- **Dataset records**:
▼

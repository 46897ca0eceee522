//! `orgd` command-line interface
//!
//! Reads a snapshot file and prints reports over one factory's charts.
//! Every subcommand takes `--json` for machine-readable output.

use anyhow::Context;
use clap::{value_parser, Arg, ArgAction, ArgMatches, Command};
use orgd_model::{AvailabilityStatus, ExperienceTier, FactoryId, Phase};
use orgd_store::{OrgStore, OrgdConfig, DEFAULT_CONFIG_FILE};
use std::io::Write;
use std::path::{Path, PathBuf};

mod commands;

/// Environment variable holding the log filter
pub const LOG_ENV: &str = "ORGD_LOG";

fn snapshot_arg() -> Arg {
    Arg::new("snapshot")
        .required(true)
        .value_parser(value_parser!(PathBuf))
        .help("Snapshot JSON file")
}

/// Build the command tree
#[must_use]
pub fn build_cli() -> Command {
    Command::new("orgd")
        .version(env!("CARGO_PKG_VERSION"))
        .about("Organizational redesign reports: vacancies, matches, gaps and phase diffs")
        .subcommand_required(true)
        .arg_required_else_help(true)
        .arg(
            Arg::new("config")
                .long("config")
                .global(true)
                .value_parser(value_parser!(PathBuf))
                .help("Config file (default: ./orgd.toml if present)"),
        )
        .arg(
            Arg::new("factory")
                .long("factory")
                .global(true)
                .help("Factory to report on (default: first factory with data)"),
        )
        .arg(
            Arg::new("phase")
                .long("phase")
                .global(true)
                .default_value("current")
                .value_parser(|s: &str| s.parse::<Phase>())
                .help("Phase to report on: current or future"),
        )
        .arg(
            Arg::new("json")
                .long("json")
                .global(true)
                .action(ArgAction::SetTrue)
                .help("Output as JSON"),
        )
        .arg(
            Arg::new("log-json")
                .long("log-json")
                .global(true)
                .action(ArgAction::SetTrue)
                .help("Emit logs as JSON lines on stderr"),
        )
        .subcommand(
            Command::new("summary")
                .about("Headcount, hierarchy, span of control, coverage and succession risk")
                .arg(snapshot_arg()),
        )
        .subcommand(
            Command::new("matches")
                .about("Potential matches and ranked suggestions for vacant nodes")
                .arg(snapshot_arg())
                .arg(
                    Arg::new("node")
                        .long("node")
                        .help("Only this node (default: every vacant node)"),
                ),
        )
        .subcommand(
            Command::new("gaps")
                .about("Competency gaps of a person for a role")
                .arg(snapshot_arg())
                .arg(Arg::new("person").long("person").required(true).help("Person id"))
                .arg(Arg::new("role").long("role").required(true).help("Role id")),
        )
        .subcommand(
            Command::new("diff")
                .about("Changes from the current to the future chart")
                .arg(snapshot_arg()),
        )
        .subcommand(
            Command::new("validate")
                .about("Check a snapshot parses and its references resolve")
                .arg(snapshot_arg()),
        )
        .subcommand(
            Command::new("search")
                .about("Search roles, personnel and nodes")
                .arg(snapshot_arg())
                .arg(Arg::new("text").help("Case-insensitive text"))
                .arg(
                    Arg::new("availability")
                        .long("availability")
                        .value_parser(|s: &str| s.parse::<AvailabilityStatus>())
                        .help("Personnel availability, e.g. available"),
                )
                .arg(
                    Arg::new("experience")
                        .long("experience")
                        .value_parser(|s: &str| s.parse::<ExperienceTier>())
                        .help("Personnel experience tier, e.g. senior"),
                )
                .arg(
                    Arg::new("department")
                        .long("department")
                        .help("Role department"),
                )
                .arg(
                    Arg::new("vacant")
                        .long("vacant")
                        .action(ArgAction::SetTrue)
                        .help("Only vacant nodes"),
                ),
        )
}

/// Configuration from `--config`, else `./orgd.toml`, else defaults
pub fn load_config(path: Option<&Path>) -> anyhow::Result<OrgdConfig> {
    match path {
        Some(path) => OrgdConfig::load(path)
            .with_context(|| format!("loading config {}", path.display())),
        None if Path::new(DEFAULT_CONFIG_FILE).exists() => {
            OrgdConfig::load(DEFAULT_CONFIG_FILE).context("loading orgd.toml")
        }
        None => Ok(OrgdConfig::default()),
    }
}

/// Loaded snapshot plus the chart selection
pub(crate) struct Session {
    pub(crate) config: OrgdConfig,
    pub(crate) store: OrgStore,
    pub(crate) factory: FactoryId,
    pub(crate) phase: Phase,
    pub(crate) json: bool,
}

impl Session {
    fn open(args: &ArgMatches) -> anyhow::Result<Self> {
        let config = load_config(args.get_one::<PathBuf>("config").map(PathBuf::as_path))?;
        let path = args
            .get_one::<PathBuf>("snapshot")
            .context("snapshot path is required")?;

        let mut store = OrgStore::from_config(&config);
        store
            .load_from(path)
            .with_context(|| format!("loading snapshot {}", path.display()))?;
        let factory = pick_factory(&store, args.get_one::<String>("factory"))?;

        Ok(Self {
            config,
            store,
            factory,
            phase: args.get_one::<Phase>("phase").copied().unwrap_or(Phase::Current),
            json: args.get_flag("json"),
        })
    }
}

fn pick_factory(store: &OrgStore, requested: Option<&String>) -> anyhow::Result<FactoryId> {
    if let Some(name) = requested {
        let id = FactoryId::from(name.as_str());
        anyhow::ensure!(store.has_factory(&id), "unknown factory: {id}");
        return Ok(id);
    }
    let with_data = store.factories().iter().find(|f| {
        Phase::ALL
            .iter()
            .any(|p| store.chart(f, *p).is_some_and(|c| !c.is_empty()))
    });
    with_data
        .or_else(|| store.factories().first())
        .cloned()
        .context("no factories configured")
}

/// Run the parsed command, writing reports to `out`
///
/// Returns `Ok(false)` when the command ran but its check failed.
pub fn run(matches: &ArgMatches, out: &mut dyn Write) -> anyhow::Result<bool> {
    match matches.subcommand() {
        Some(("validate", args)) => commands::validate(args, out),
        Some((name, args)) => {
            let session = Session::open(args)?;
            tracing::debug!(command = name, factory = %session.factory, phase = %session.phase, "running");
            match name {
                "summary" => commands::summary(&session, out),
                "matches" => commands::matches(&session, args, out),
                "gaps" => commands::gaps(&session, args, out),
                "diff" => commands::diff(&session, out),
                "search" => commands::search(&session, args, out),
                other => anyhow::bail!("unknown command: {other}"),
            }
        }
        None => anyhow::bail!("no command given"),
    }
}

▲

Return word for word the line with "let session = Session::open(args)?;" and every line after it through the end of the records above.

- **Completed exercise**:
            let session = Session::open(args)?;
            tracing::debug!(command = name, factory = %session.factory, phase = %session.phase, "running");
            match name {
                "summary" => commands::summary(&session, out),
                "matches" => commands::matches(&session, args, out),
                "gaps" => commands::gaps(&session, args, out),
                "diff" => commands::diff(&session, out),
                "search" => commands::search(&session, args, out),
                other => anyhow::bail!("unknown command: {other}"),
            }
        }
        None => anyhow::bail!("no command given"),
    }
}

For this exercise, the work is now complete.